А без четверти девять я получила имейл. Тема: ПРОСТИ.
Лу,
у меня были ночные дежурства всю неделю, поэтому я решил дождаться, когда смогу выкроить больше пяти минут на это письмо и буду твердо знать, что больше не облажаюсь. Я не умею говорить красивых слов. И полагаю, есть только одно слово, которое сейчас действительно имеет значение. Прости. Я знаю, ты не стала бы мне изменять. Только форменному идиоту могла прийти в голову столь безумная мысль.
Вся штука в том, что очень трудно быть так далеко от тебя и не знать, что происходит в твоей жизни. И когда мы встречаемся, мы словно врубаем звук на полную мощность. И не можем расслабиться.

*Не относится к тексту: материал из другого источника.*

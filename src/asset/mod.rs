//! Asset model.
//!
//! An [`Asset`] is one typed, named preset component: an LFO shape, a patch
//! preset, a wavetable, or a skin. The payload is the parsed JSON document
//! exactly as it sits on disk; this module never touches storage itself.
//!
//! The display name is the join key for all grouping, so its origin matters.
//! Three sources can supply it, consulted in strict priority order at
//! construction time:
//!
//! 1. a `name` field embedded in the document itself,
//! 2. the stem of the source file the document was read from,
//! 3. an explicitly supplied name.
//!
//! If none applies, construction fails rather than inventing a name.

pub mod kind;

use std::fmt;
use std::path::{Path, PathBuf};

use serde_json::Value;

use crate::error::{BankrollError, Result};

pub use kind::{AssetKind, KindInfo, KIND_REGISTRY};

/// A typed, named, renamable preset document.
#[derive(Debug, Clone)]
pub struct Asset {
    kind: AssetKind,
    name: String,
    document: Value,
    source_path: Option<PathBuf>,
    name_is_embedded: bool,
    modified: bool,
}

impl Asset {
    /// Create an asset from an already-parsed document.
    ///
    /// The name is resolved from exactly one source: the document's own
    /// `name` field if present, else the source path's file stem, else
    /// `explicit_name`. Fails with [`BankrollError::NameResolution`] when
    /// none of the three yields a name.
    pub fn new(
        kind: AssetKind,
        document: Value,
        source_path: Option<&Path>,
        explicit_name: Option<&str>,
    ) -> Result<Asset> {
        let embedded = document
            .get("name")
            .and_then(Value::as_str)
            .map(str::to_string);
        let name_is_embedded = embedded.is_some();

        let name = match embedded {
            Some(name) => name,
            None => match source_path.and_then(file_stem) {
                Some(stem) => stem,
                None => match explicit_name {
                    Some(name) => name.to_string(),
                    None => return Err(BankrollError::NameResolution { kind }),
                },
            },
        };

        Ok(Asset {
            kind,
            name,
            document,
            source_path: source_path.map(Path::to_path_buf),
            name_is_embedded,
            modified: false,
        })
    }

    /// The asset's kind.
    pub fn kind(&self) -> AssetKind {
        self.kind
    }

    /// The current display/lookup name.
    pub fn name(&self) -> &str {
        &self.name
    }

    /// The document payload.
    pub fn document(&self) -> &Value {
        &self.document
    }

    /// Where the document was read from, if it came from disk.
    pub fn source_path(&self) -> Option<&Path> {
        self.source_path.as_deref()
    }

    /// Whether the name lives inside the document itself.
    pub fn name_is_embedded(&self) -> bool {
        self.name_is_embedded
    }

    /// Whether the asset has been renamed since construction.
    pub fn modified(&self) -> bool {
        self.modified
    }

    /// File extension for this asset's kind.
    pub fn kind_extension(&self) -> &'static str {
        self.kind.extension()
    }

    /// Library/archive subdirectory for this asset's kind.
    pub fn kind_directory(&self) -> &'static str {
        self.kind.directory()
    }

    /// Rename the asset.
    ///
    /// When the name is embedded, the document's `name` field is updated as
    /// well so that a later serialization stays consistent with the display
    /// name. Repeating the same rename leaves the asset in the same state.
    pub fn rename(&mut self, new_name: &str) {
        self.name = new_name.to_string();
        if self.name_is_embedded {
            if let Value::Object(map) = &mut self.document {
                map.insert("name".to_string(), Value::String(new_name.to_string()));
            }
        }
        self.modified = true;
    }

    /// Serialize the document to UTF-8 JSON text.
    pub fn document_text(&self) -> Result<String> {
        Ok(serde_json::to_string(&self.document)?)
    }
}

impl fmt::Display for Asset {
    fn fmt(&self, f: &mut fmt::Formatter<'_>) -> fmt::Result {
        write!(f, "{}", self.name)
    }
}

fn file_stem(path: &Path) -> Option<String> {
    path.file_stem().map(|s| s.to_string_lossy().to_string())
}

Знаю, нью-йоркский опыт очень важен для тебя, и я не хочу, чтобы из-за меня ты топталась на месте.
Еще раз прости.
Твой Сэм
xxx
Это его послание уже было почти похоже на настоящее письмо. Несколько секунд прошли в поисках подходящих слов, чтобы выразить все, что я чувствовала. Наконец я открыла электронную почту и написала:
Я знаю. Я люблю тебя. В Рождество, надеюсь, у нас будет достаточно времени расслабиться и получить удовольствие от общества друг друга.
Отправив письмо, я ответила на мамин имейл и написала еще один Трине. Печатала я на автопилоте, поскольку все мои мысли были заняты Сэмом.
Да, мама, я непременно посмотрю новые фото сада в «Фейсбуке». Да, я знаю, что дочка Бернис на всех фотографиях вытягивает рот, точно утка. Думает, это добавляет ей привлекательности.
Я вошла в свой интернет-банк, затем – в «Фейсбук», где посмеялась над бесконечными фотографиями дочки Бернис с ее резиновыми губами. Потом я посмотрела помещенные мамой фото нашего маленького садика с новыми стульями, купленными мамой в садовом центре. После чего я поймала себя на том, что, поддавшись искушению, просматриваю страничку Кэти Инграм. О чем немедленно пожалела. На ее страничку были недавно загружены семь отлично выполненных красочных фотографий с вечеринки парамедиков, вероятно с той, куда они направлялись в тот вечер, когда я звонила Сэму.
Или, что еще хуже, возможно, с другой.